Re: [Air-L] research regs.
I thought we were discussing textual analysis (of online texts) not ethnography. If I am analysing a public forum/blog/wiki,facebook site in which I do not intervene then no ethics clearance is necessary. It is a published document. If I question or comment in the forum only then does it become human subject research - I am intervening in their lives - but it would still qualify for expedited clearance as low-risk, being public. Marj Dr Marjorie Kibby, Senior Lecturer in Communication & Culture Faculty of Education and Arts The University of Newcastle, Callaghan NSW 2308 Australia Marj.Kibby@newcastle.edu.au +61 2 49216604
Ed Lamoureux <ell@bumail.bradley.edu> 08/12/07 12:35 PM >>> I think this is an IRB that pretty clearly understands, via experience, ethnographic methods.

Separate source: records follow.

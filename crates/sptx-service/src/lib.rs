//! SPTX HTTP API Service.
//!
//! This crate provides the HTTP API for the SPTX ticketing platform:
//!
//! - Payment initialization and verification through Paystack
//! - Paystack webhook ingestion
//! - Ticket issuance for paid and free references
//! - Bank account resolution
//! - Event description rewriting through a generative-text API
//! - Template email and notification dispatch
//!
//! Ticket issuance is the one workflow with real internal logic; see
//! [`issuance`]. Every other handler validates its input, calls one external
//! service and maps the result.

#![forbid(unsafe_code)]
#![warn(missing_docs)]
#![warn(clippy::all)]
#![warn(clippy::pedantic)]
// Allow some pedantic lints that are noisy for Axum handler functions
#![allow(clippy::missing_errors_doc)] // Axum handlers all return Result
#![allow(clippy::unused_async)] // Health handlers need async for routing

pub mod best_effort;
pub mod config;
pub mod crypto;
pub mod error;
pub mod extract;
pub mod genai;
pub mod handlers;
pub mod issuance;
pub mod mail;
pub mod paystack;
pub mod platform;
pub mod retry;
pub mod routes;
pub mod state;

pub use config::ServiceConfig;
pub use error::ApiError;
pub use genai::GenAiClient;
pub use mail::{Mailer, NotifyClient, TemplateMailClient};
pub use paystack::{PaystackClient, PaystackError};
pub use platform::PlatformClient;
pub use routes::create_router;
pub use state::AppState;
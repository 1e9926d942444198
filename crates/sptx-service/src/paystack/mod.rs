//! Paystack integration.
//!
//! This module provides a client for the Paystack REST API, covering charge
//! initialization, charge verification and bank-account resolution, plus the
//! static bank-name table used to translate display names into bank codes.

pub mod banks;
mod client;
pub mod types;

pub use banks::bank_code;
pub use client::{PaystackClient, PaystackError};
//! Application state.

use std::sync::Arc;

use sptx_store::Store;

use crate::config::ServiceConfig;
use crate::genai::GenAiClient;
use crate::mail::{Mailer, NotifyClient, TemplateMailClient};
use crate::paystack::PaystackClient;
use crate::platform::PlatformClient;

/// Application state shared across handlers.
#[derive(Clone)]
pub struct AppState {
    /// The storage backend.
    pub store: Arc<dyn Store>,

    /// Service configuration.
    pub config: ServiceConfig,

    /// Paystack client for payments and bank resolution (optional).
    pub paystack: Option<Arc<PaystackClient>>,

    /// Generative-text client (optional).
    pub genai: Option<Arc<GenAiClient>>,

    /// Template email sender (optional).
    pub mailer: Option<Arc<dyn Mailer>>,

    /// Notification client (optional).
    pub notify: Option<Arc<NotifyClient>>,

    /// Platform inventory and analytics callbacks (optional).
    pub platform: Option<Arc<PlatformClient>>,
}

impl AppState {
    /// Create a new application state.
    ///
    /// Each integration is enabled when its configuration is present. A
    /// client that fails to build is logged and left disabled.
    #[must_use]
    pub fn new(store: Arc<dyn Store>, config: ServiceConfig) -> Self {
        let paystack = config.paystack_secret_key.as_ref().and_then(|key| {
            enabled(
                "Paystack",
                PaystackClient::new(key, &config.paystack_base_url),
            )
        });
        if paystack.is_none() {
            tracing::warn!(
                "Paystack not configured - payments, webhooks and bank lookups will fail"
            );
        }

        let genai = config.genai_api_key.as_ref().and_then(|key| {
            enabled(
                "Generative text",
                GenAiClient::new(key, &config.genai_base_url, &config.genai_model),
            )
        });

        let mailer = config.mail_api_key.as_ref().and_then(|key| {
            enabled(
                "Template mail",
                TemplateMailClient::new(
                    key,
                    &config.mail_base_url,
                    &config.mail_sender_email,
                    &config.mail_sender_name,
                ),
            )
            .map(|client| client as Arc<dyn Mailer>)
        });
        if mailer.is_some() && config.ticket_template_id.is_none() {
            tracing::warn!("Ticket template not configured - confirmation emails will be skipped");
        }

        let notify = config
            .notify_api_key
            .as_ref()
            .and_then(|key| {
                enabled(
                    "Notifications",
                    NotifyClient::new(key, &config.notify_base_url),
                )
            });

        let platform = config.platform_base_url.as_ref().and_then(|url| {
            tracing::info!(platform_url = %url, "Platform callbacks enabled");
            enabled("Platform callbacks", PlatformClient::new(url))
        });
        if platform.is_none() {
            tracing::warn!(
                "Platform not configured - inventory and analytics calls will be skipped"
            );
        }

        Self {
            store,
            config,
            paystack,
            genai,
            mailer,
            notify,
            platform,
        }
    }

    /// Replace the template mail sender.
    #[must_use]
    pub fn with_mailer(mut self, mailer: Arc<dyn Mailer>) -> Self {
        self.mailer = Some(mailer);
        self
    }

    /// Check if Paystack is configured.
    #[must_use]
    pub fn has_paystack(&self) -> bool {
        self.paystack.is_some()
    }
}

fn enabled<T, E: std::fmt::Display>(name: &str, client: Result<T, E>) -> Option<Arc<T>> {
    match client {
        Ok(client) => {
            tracing::info!(integration = %name, "Integration enabled");
            Some(Arc::new(client))
        }
        Err(e) => {
            tracing::error!(
                integration = %name,
                error = %e,
                "Failed to build client, integration disabled"
            );
            None
        }
    }
}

On Aug 11, 2007, at 11:50 PM, Marj Kibby wrote:
I thought we were discussing textual analysis (of online texts) not ethnography. If I am analysing a public forum/blog/wiki,facebook site in which I do not intervene then no ethics clearance is necessary. It is a published document. If I question or comment in the forum only then does it become human subject research - I am intervening in their lives - but it would still qualify for expedited clearance as low-risk, being public.
Marj
You make an interesting distinction here. I'm sorry, but I do not accept it as an uncontested premise. I've spent the last year rooting around in wikis and blogs written by people with various medical conditions. One can try to say that I could use data gathered there and treat it as public document for textual analysis. One might even have an IRB that would buy it. But if I publish material about what living people have said about their heart disease, sexual disfunction, emotional distress, and psychological disarray, and those materials are traceable to the people who produced the data, and they weren't informed about my use of the data that they produced, and they are personally identifiable because one can track back the exemplars that I've published to those individuals, I'll bet you dollars to donuts that there isn't an IRB in the country that would (retrospectively) approve further research like that, if they knew what was really going on. I'm sorry, but you also won't convince me that it's ethical treatment of human subjects, no matter how you parse what you want to call the records. There's sometimes a pretty amorphous line between "documentary textual analysis" and "qualitative social scientific research." Neither intrudes with manipulations. In certain situations, QSSR gets the same "pass" as does DTA. However, not without IRB review issuing the exemption, first. One of my concerns is that from the sound of some of the responses posted here, it sounds like there are some online researchers would give themselves the pass without seeking review, because they think their work just qualified for exemption because of the way they interpret what they are doing. One of the reasons we get IRBs involved in making decisions surrounding such contested issues is that, sometimes, the researcher is NOT the best judge as to what they should or should not be allowed or required to do. Edward Lee Lamoureux, Ph. D.